Copy out all lines of the records in which the word "MOVSD" appears.

*** Opening DATASET EXTRACT ***

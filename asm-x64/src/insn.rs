//! Instruction tables: constants of the pattern types in [`crate::encode`].

use crate::encode::{
    Db, Dd, Ipush, Mex2, Pblendi, Pminmax, Pshufi, Rm, Rm2, RmData8, RmData16, RmPacked,
    RmPackedSz, RmPrefix, RmPrefixNt, RmScalar, Rmi, RmiPackedSz, RmiScalar, D12, D2d, M, MI,
    MI16, MI32, MI8, NP, O, OI, OPCODE_BASE,
};

// GP opcodes

pub const ADD: Rm = Rm(0x03);
pub const OR: Rm = Rm(0x0b);
pub const AND: Rm = Rm(0x23);
pub const SUB: Rm = Rm(0x2b);
pub const XOR: Rm = Rm(0x33);
pub const CMP: Rm = Rm(0x3b);
pub const CMOVB: Rm2 = Rm2(0x0f42);
pub const CMOVAE: Rm2 = Rm2(0x0f43);
pub const CMOVE: Rm2 = Rm2(0x0f44);
pub const CMOVNE: Rm2 = Rm2(0x0f45);
pub const CMOVBE: Rm2 = Rm2(0x0f46);
pub const CMOVA: Rm2 = Rm2(0x0f47);
pub const CMOVS: Rm2 = Rm2(0x0f48);
pub const CMOVP: Rm2 = Rm2(0x0f4a);
pub const CMOVL: Rm2 = Rm2(0x0f4c);
pub const CMOVGE: Rm2 = Rm2(0x0f4d);
pub const CMOVLE: Rm2 = Rm2(0x0f4e);
pub const CMOVG: Rm2 = Rm2(0x0f4f);
pub const PUSHO: O = O(0x50);
pub const POPO: O = O(0x58);
/// I64 only.
pub const MOVSXD: Rm = Rm(0x63);
pub const PUSHI: Ipush = Ipush(0x6a);
pub const IMULI: Rmi = Rmi(0x6b);
pub const JB_CB: Db = Db(0x72);
pub const JAE_CB: Db = Db(0x73);
pub const JE_CB: Db = Db(0x74);
pub const JNE_CB: Db = Db(0x75);
pub const JBE_CB: Db = Db(0x76);
pub const JA_CB: Db = Db(0x77);
pub const JS_CB: Db = Db(0x78);
pub const JNS_CB: Db = Db(0x79);
pub const JP_CB: Db = Db(0x7a);
pub const JNP_CB: Db = Db(0x7b);
pub const JL_CB: Db = Db(0x7c);
pub const JGE_CB: Db = Db(0x7d);
pub const JLE_CB: Db = Db(0x7e);
pub const JG_CB: Db = Db(0x7f);
pub const ADDI: MI = MI(0x81 << 16 | 0x83 << 8 | 0 << OPCODE_BASE);
pub const ORI: MI = MI(0x81 << 16 | 0x83 << 8 | 1 << OPCODE_BASE);
pub const ANDI: MI = MI(0x81 << 16 | 0x83 << 8 | 4 << OPCODE_BASE);
pub const SUBI: MI = MI(0x81 << 16 | 0x83 << 8 | 5 << OPCODE_BASE);
pub const XORI: MI = MI(0x81 << 16 | 0x83 << 8 | 6 << OPCODE_BASE);
pub const CMPI: MI = MI(0x81 << 16 | 0x83 << 8 | 7 << OPCODE_BASE);
/// MR opcode.
pub const TEST: Rm = Rm(0x85);
pub const XCHG: Rm = Rm(0x87);
pub const MOV8MR: RmData8 = RmData8(0x88);
pub const MOV16MR: RmData16 = RmData16(0x89);
/// RegReg form intentionally unsupported; write-only memory form.
pub const MOVMR: Rm = Rm(0x89);
pub const MOV: Rm = Rm(0x8b);
pub const LEA: Rm = Rm(0x8d);
pub const POP: M = M(0x8f << 8 | 0 << OPCODE_BASE);
pub const JB_CD: D2d = D2d(0x0f82);
pub const JAE_CD: D2d = D2d(0x0f83);
pub const JE_CD: D2d = D2d(0x0f84);
pub const JNE_CD: D2d = D2d(0x0f85);
pub const JBE_CD: D2d = D2d(0x0f86);
pub const JA_CD: D2d = D2d(0x0f87);
pub const JS_CD: D2d = D2d(0x0f88);
pub const JP_CD: D2d = D2d(0x0f8a);
pub const JL_CD: D2d = D2d(0x0f8c);
pub const JGE_CD: D2d = D2d(0x0f8d);
pub const JLE_CD: D2d = D2d(0x0f8e);
pub const JG_CD: D2d = D2d(0x0f8f);
pub const SETB: Mex2 = Mex2(0x0f92);
pub const SETAE: Mex2 = Mex2(0x0f93);
pub const SETE: Mex2 = Mex2(0x0f94);
pub const SETNE: Mex2 = Mex2(0x0f95);
pub const SETBE: Mex2 = Mex2(0x0f96);
pub const SETA: Mex2 = Mex2(0x0f97);
pub const SETS: Mex2 = Mex2(0x0f98);
pub const SETP: Mex2 = Mex2(0x0f9a);
pub const SETNP: Mex2 = Mex2(0x0f9b);
pub const SETL: Mex2 = Mex2(0x0f9c);
pub const SETGE: Mex2 = Mex2(0x0f9d);
pub const SETLE: Mex2 = Mex2(0x0f9e);
pub const SETG: Mex2 = Mex2(0x0f9f);
pub const NOP: NP = NP(0x90);
pub const CDQ: NP = NP(0x99);
pub const IMUL: Rm2 = Rm2(0x0faf);
pub const MOVZX8: Rm2 = Rm2(0x0fb6);
pub const MOVZX16: Rm2 = Rm2(0x0fb7);
pub const MOV64I: OI = OI(0xb8);
pub const POPCNT: RmPrefix = RmPrefix(0xf3 << 8 | 0xb8);
pub const TZCNT: RmPrefix = RmPrefix(0xf3 << 8 | 0xbc);
pub const LZCNT: RmPrefix = RmPrefix(0xf3 << 8 | 0xbd);
pub const BSF: Rm2 = Rm2(0x0fbc);
pub const BSR: Rm2 = Rm2(0x0fbd);
pub const MOVSX8: Rm2 = Rm2(0x0fbe);
pub const MOVSX16: Rm2 = Rm2(0x0fbf);
pub const ROLI: MI = MI(0xc1 << 8 | 0 << OPCODE_BASE);
pub const RORI: MI = MI(0xc1 << 8 | 1 << OPCODE_BASE);
pub const SHLI: MI = MI(0xc1 << 8 | 4 << OPCODE_BASE);
pub const SHRI: MI = MI(0xc1 << 8 | 5 << OPCODE_BASE);
pub const SARI: MI = MI(0xc1 << 8 | 7 << OPCODE_BASE);
pub const RET: NP = NP(0xc3);
pub const MOV8I: MI8 = MI8(0xc6 << 8 | 0 << OPCODE_BASE);
pub const MOV16I: MI16 = MI16(0xc7 << 8 | 0 << OPCODE_BASE);
pub const MOV32I: MI32 = MI32(0xc7 << 8 | 0 << OPCODE_BASE);
pub const MOVI: MI = MI(0xc7 << 16 | 0 << OPCODE_BASE);
pub const ROL: M = M(0xd3 << 8 | 0 << OPCODE_BASE);
pub const ROR: M = M(0xd3 << 8 | 1 << OPCODE_BASE);
pub const SHL: M = M(0xd3 << 8 | 4 << OPCODE_BASE);
pub const SHR: M = M(0xd3 << 8 | 5 << OPCODE_BASE);
pub const SAR: M = M(0xd3 << 8 | 7 << OPCODE_BASE);
pub const LOOP_CB: Db = Db(0xe2);
pub const CALL_CD: Dd = Dd(0xe8);
pub const JMP_CD: Dd = Dd(0xe9);
pub const JMP_CB: Db = Db(0xeb);
pub const TEST8I: MI8 = MI8(0xf6 << 8 | 0 << OPCODE_BASE);
pub const NEG: M = M(0xf7 << 8 | 3 << OPCODE_BASE);
pub const DIV: M = M(0xf7 << 8 | 6 << OPCODE_BASE);
pub const IDIV: M = M(0xf7 << 8 | 7 << OPCODE_BASE);
pub const INC: M = M(0xff << 8 | 0 << OPCODE_BASE);
pub const DEC: M = M(0xff << 8 | 1 << OPCODE_BASE);
pub const CALLIND: M = M(0xff << 8 | 2 << OPCODE_BASE);
pub const JMPIND: M = M(0xff << 8 | 4 << OPCODE_BASE);
pub const PUSH: M = M(0xff << 8 | 6 << OPCODE_BASE);

// GP opcode pairs

pub const JP_C: D12 = D12::pair(JP_CD, JP_CB);
pub const JLE_C: D12 = D12::pair(JLE_CD, JLE_CB);

// GP/SSE opcodes

/// CVTSI2SS or CVTSI2SD.
pub const CVTSI2SSD: RmScalar = RmScalar(0x2a);
/// CVTTSS2SI or CVTTSD2SI.
pub const CVTTSSD2SI: RmScalar = RmScalar(0x2c);
/// MOVD or MOVQ (xmm <- r/m).
pub const MOVDQ: RmPrefix = RmPrefix(0x66 << 8 | 0x6e);
/// MOVD or MOVQ (r/m <- xmm); register parameters reversed.
pub const MOVDQMR: RmPrefix = RmPrefix(0x66 << 8 | 0x7e);
/// Aligned octet move.
pub const MOVOA: RmPrefixNt = RmPrefixNt(0x66 << 8 | 0x6f);
/// Unaligned octet move.
pub const MOVOU: RmPrefixNt = RmPrefixNt(0xf3 << 8 | 0x6f);
/// Aligned octet move to xmm2/m128.
pub const MOVOAMR: RmPrefixNt = RmPrefixNt(0x66 << 8 | 0x7f);
/// Unaligned octet move to xmm2/m128.
pub const MOVOUMR: RmPrefixNt = RmPrefixNt(0xf3 << 8 | 0x7f);

// SSE opcodes

/// MOVSS or MOVSD.
pub const MOVSSD: RmScalar = RmScalar(0x10);
/// MOVSS or MOVSD store form; RegReg is redundant.
pub const MOVSSDMR: RmScalar = RmScalar(0x11);
/// MOVUPS or MOVUPD.
pub const MOVUPSD: RmPacked = RmPacked(0x10);
/// MOVUPS or MOVUPD to xmm2/m128.
pub const MOVUPSDMR: RmPacked = RmPacked(0x11);
/// MOVAPS or MOVAPD.
pub const MOVAPSD: RmPacked = RmPacked(0x28);
/// MOVAPS or MOVAPD to xmm2/m128.
pub const MOVAPSDMR: RmPacked = RmPacked(0x29);
/// UCOMISS or UCOMISD.
pub const UCOMISSD: RmPacked = RmPacked(0x2e);
/// PMINS{B/W/L}.
pub const PMINS: Pminmax = Pminmax(b"\x38\x38\xea\x00\x38\x39\x00\x00");
/// PMAXS{B/W/L}.
pub const PMAXS: Pminmax = Pminmax(b"\x38\x3c\xee\x00\x38\x3d\x00\x00");
/// PMINU{B/W/L}.
pub const PMINU: Pminmax = Pminmax(b"\xda\x00\x38\x3a\x38\x3b\x00\x00");
/// PMAXU{B/W/L}.
pub const PMAXU: Pminmax = Pminmax(b"\xde\x00\x38\x3e\x38\x3f\x00\x00");
/// ROUNDSS or ROUNDSD.
pub const ROUNDSSD: RmiScalar = RmiScalar(0x3a);
/// SQRTSS or SQRTSD.
pub const SQRTSSD: RmScalar = RmScalar(0x51);
/// ANDPS or ANDPD.
pub const ANDPSD: RmPacked = RmPacked(0x54);
/// ANDNPS or ANDNPD.
pub const ANDNPSD: RmPacked = RmPacked(0x55);
/// ORPS or ORPD.
pub const ORPSD: RmPacked = RmPacked(0x56);
/// XORPS or XORPD.
pub const XORPSD: RmPacked = RmPacked(0x57);
/// ADDSS or ADDSD.
pub const ADDSSD: RmScalar = RmScalar(0x58);
/// MULSS or MULSD.
pub const MULSSD: RmScalar = RmScalar(0x59);
/// CVTSS2SD or CVTSD2SS.
pub const CVTS2SSD: RmScalar = RmScalar(0x5a);
/// SUBSS or SUBSD.
pub const SUBSSD: RmScalar = RmScalar(0x5c);
/// MINSS or MINSD.
pub const MINSSD: RmScalar = RmScalar(0x5d);
/// DIVSS or DIVSD.
pub const DIVSSD: RmScalar = RmScalar(0x5e);
/// MAXSS or MAXSD.
pub const MAXSSD: RmScalar = RmScalar(0x5f);
pub const PXOR: RmPrefix = RmPrefix(0x66 << 8 | 0xef);
/// W/L only.
pub const PSRAI: RmiPackedSz = RmiPackedSz(b"\x00\x71\x72\x00\x00\x00\x04\x04\x00\x00");
/// W/L/Q/O only.
pub const PSRLI: RmiPackedSz = RmiPackedSz(b"\x00\x71\x72\x73\x73\x00\x02\x02\x02\x03");
/// W/L/Q/O only.
pub const PSLLI: RmiPackedSz = RmiPackedSz(b"\x00\x71\x72\x73\x73\x00\x06\x06\x06\x07");
/// W/L/Q only.
pub const PSRL: RmPackedSz = RmPackedSz(0xd3 << 24 | 0xd2 << 16 | 0xd1 << 8);
/// W/L only.
pub const PSRA: RmPackedSz = RmPackedSz(0xe2 << 16 | 0xe1 << 8);
/// W/L/Q only.
pub const PSLL: RmPackedSz = RmPackedSz(0xf3 << 24 | 0xf2 << 16 | 0xf1 << 8);
pub const PSUB: RmPackedSz = RmPackedSz(0xfb << 24 | 0xfa << 16 | 0xf9 << 8 | 0xf8);
pub const PADD: RmPackedSz = RmPackedSz(0xd4 << 24 | 0xfe << 16 | 0xfd << 8 | 0xfc);

// Shuffle, insert, extract, blend

/// W/L/Q only.
pub const PBLENDI: Pblendi = Pblendi(0x0d << 24 | 0x0c << 16 | 0x0e << 8);
pub const PSHUFDI: Pshufi = Pshufi::new(&[0x66, 0x0f, 0x70]);
pub const PSHUFHWI: Pshufi = Pshufi::new(&[0xf3, 0x0f, 0x70]);
pub const PSHUFLWI: Pshufi = Pshufi::new(&[0xf2, 0x0f, 0x70]);
pub const SHUFPDI: Pshufi = Pshufi::new(&[0x66, 0x0f, 0xc6]);
pub const SHUFPSI: Pshufi = Pshufi::new(&[0x0f, 0xc6]);

// Arithmetic logic instructions, addressed by their /digit.

#[derive(Clone, Copy, Debug, PartialEq, Eq)]
pub struct AlInsn(u8);

impl AlInsn {
    pub const ADD: AlInsn = AlInsn(0 << OPCODE_BASE);
    pub const OR: AlInsn = AlInsn(1 << OPCODE_BASE);
    pub const AND: AlInsn = AlInsn(4 << OPCODE_BASE);
    pub const SUB: AlInsn = AlInsn(5 << OPCODE_BASE);
    pub const XOR: AlInsn = AlInsn(6 << OPCODE_BASE);

    pub fn opcode(self) -> Rm {
        Rm(self.0 | 0x3)
    }

    pub fn opcode_i(self) -> MI {
        MI(0x81 << 16 | 0x83 << 8 | u32::from(self.0))
    }
}

// Shift instructions, addressed by their /digit.

#[derive(Clone, Copy, Debug, PartialEq, Eq)]
pub struct ShiftInsn(u8);

impl ShiftInsn {
    pub const ROTL: ShiftInsn = ShiftInsn(0 << OPCODE_BASE);
    pub const ROTR: ShiftInsn = ShiftInsn(1 << OPCODE_BASE);
    pub const SHL: ShiftInsn = ShiftInsn(4 << OPCODE_BASE);
    pub const SHR_U: ShiftInsn = ShiftInsn(5 << OPCODE_BASE);
    pub const SHR_S: ShiftInsn = ShiftInsn(7 << OPCODE_BASE);

    pub fn opcode(self) -> M {
        M(0xd3 << 8 | u16::from(self.0))
    }

    pub fn opcode_i(self) -> MI {
        MI(0xc1 << 8 | u32::from(self.0))
    }
}

// Condition code instructions, addressed by the x86 condition nibble.

#[derive(Clone, Copy, Debug, PartialEq, Eq)]
pub struct CcInsn(pub u8);

impl CcInsn {
    pub const LT_U: CcInsn = CcInsn(0x2);
    pub const GE_U: CcInsn = CcInsn(0x3);
    pub const EQ: CcInsn = CcInsn(0x4);
    pub const NE: CcInsn = CcInsn(0x5);
    pub const LE_U: CcInsn = CcInsn(0x6);
    pub const GT_U: CcInsn = CcInsn(0x7);
    pub const SIGN: CcInsn = CcInsn(0x8);
    pub const PARITY: CcInsn = CcInsn(0xa);
    pub const LT_S: CcInsn = CcInsn(0xc);
    pub const GE_S: CcInsn = CcInsn(0xd);
    pub const LE_S: CcInsn = CcInsn(0xe);
    pub const GT_S: CcInsn = CcInsn(0xf);

    /// The condition with its operands' roles exchanged (a < b becomes
    /// b > a).
    pub fn swapped(self) -> CcInsn {
        match self {
            CcInsn::LT_U => CcInsn::GT_U,
            CcInsn::GT_U => CcInsn::LT_U,
            CcInsn::LE_U => CcInsn::GE_U,
            CcInsn::GE_U => CcInsn::LE_U,
            CcInsn::LT_S => CcInsn::GT_S,
            CcInsn::GT_S => CcInsn::LT_S,
            CcInsn::LE_S => CcInsn::GE_S,
            CcInsn::GE_S => CcInsn::LE_S,
            other => other,
        }
    }

    /// The logically negated condition (the low nibble bit flip of Jcc).
    pub fn negated(self) -> CcInsn {
        CcInsn(self.0 ^ 1)
    }

    pub fn setcc_opcode(self) -> Mex2 {
        Mex2(0x0f << 8 | (0x90 | u16::from(self.0)))
    }

    pub fn cmovcc_opcode(self) -> Rm2 {
        Rm2(0x0f << 8 | (0x40 | u16::from(self.0)))
    }

    pub fn jcc_opcode_cd(self) -> D2d {
        D2d(0x0f << 8 | (0x80 | u16::from(self.0)))
    }

    pub fn jcc_opcode_cb(self) -> Db {
        Db(0x70 | self.0)
    }

    pub fn jcc_opcode_c(self) -> D12 {
        D12::pair(self.jcc_opcode_cd(), self.jcc_opcode_cb())
    }
}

*** Closing DATASET EXTRACT ***

▸ EXERCISE SOLUTION
/// MOVSS or MOVSD.
/// MOVSS or MOVSD store form; RegReg is redundant.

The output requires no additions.